Return, from the listing below, each line where the word "impl" appears.

◇ ◇ ◇ ◇ ◇

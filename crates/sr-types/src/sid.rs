//! Segment identifier type.

use crate::ParseError;
use serde::{Deserialize, Serialize};
use std::fmt;
use std::net::Ipv6Addr;
use std::str::FromStr;

/// A 128-bit segment identifier.
///
/// A SID is syntactically an IPv6 address. It names one hop in a
/// segment list, a policy's binding SID, or a LocalSID terminated by
/// this node.
#[derive(Debug, Clone, Copy, PartialEq, Eq, Hash, PartialOrd, Ord, Serialize, Deserialize)]
#[serde(transparent)]
pub struct Sid(Ipv6Addr);

impl Sid {
    pub const UNSPECIFIED: Self = Sid(Ipv6Addr::UNSPECIFIED);

    pub const fn new(addr: Ipv6Addr) -> Self {
        Sid(addr)
    }

    pub const fn inner(&self) -> Ipv6Addr {
        self.0
    }

    pub const fn octets(&self) -> [u8; 16] {
        self.0.octets()
    }

    pub const fn from_octets(octets: [u8; 16]) -> Self {
        Sid(Ipv6Addr::new(
            u16::from_be_bytes([octets[0], octets[1]]),
            u16::from_be_bytes([octets[2], octets[3]]),
            u16::from_be_bytes([octets[4], octets[5]]),
            u16::from_be_bytes([octets[6], octets[7]]),
            u16::from_be_bytes([octets[8], octets[9]]),
            u16::from_be_bytes([octets[10], octets[11]]),
            u16::from_be_bytes([octets[12], octets[13]]),
            u16::from_be_bytes([octets[14], octets[15]]),
        ))
    }

    pub fn is_unspecified(&self) -> bool {
        self.0.is_unspecified()
    }
}

impl fmt::Display for Sid {
    fn fmt(&self, f: &mut fmt::Formatter<'_>) -> fmt::Result {
        self.0.fmt(f)
    }
}

impl FromStr for Sid {
    type Err = ParseError;

    fn from_str(s: &str) -> Result<Self, Self::Err> {
        s.parse::<Ipv6Addr>()
            .map(Sid)
            .map_err(|_| ParseError::InvalidSid(s.to_string()))
    }
}

impl From<Ipv6Addr> for Sid {
    fn from(addr: Ipv6Addr) -> Self {
        Sid(addr)
    }
}

impl From<Sid> for Ipv6Addr {
    fn from(sid: Sid) -> Self {
        sid.0
    }
}

#[cfg(test)]
mod tests {
    use super::*;
    use pretty_assertions::assert_eq;

    #[test]
    fn test_sid_parse() {
        let sid: Sid = "2001:db8::1".parse().unwrap();
        assert_eq!(sid.to_string(), "2001:db8::1");
    }

    #[test]
    fn test_sid_parse_rejects_ipv4() {
        assert!("10.0.0.1".parse::<Sid>().is_err());
        assert!("not-an-address".parse::<Sid>().is_err());
    }

    #[test]
    fn test_sid_octets_round_trip() {
        let sid: Sid = "fc00:0:1:2::a".parse().unwrap();
        assert_eq!(Sid::from_octets(sid.octets()), sid);
    }

    #[test]
    fn test_unspecified() {
        assert!(Sid::UNSPECIFIED.is_unspecified());
        let sid: Sid = "::1".parse().unwrap();
        assert!(!sid.is_unspecified());
    }
}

◇ ◇ ◇ ◇ ◇

-- Written solution --
impl Sid {
impl fmt::Display for Sid {
impl FromStr for Sid {
impl From<Ipv6Addr> for Sid {
impl From<Sid> for Ipv6Addr {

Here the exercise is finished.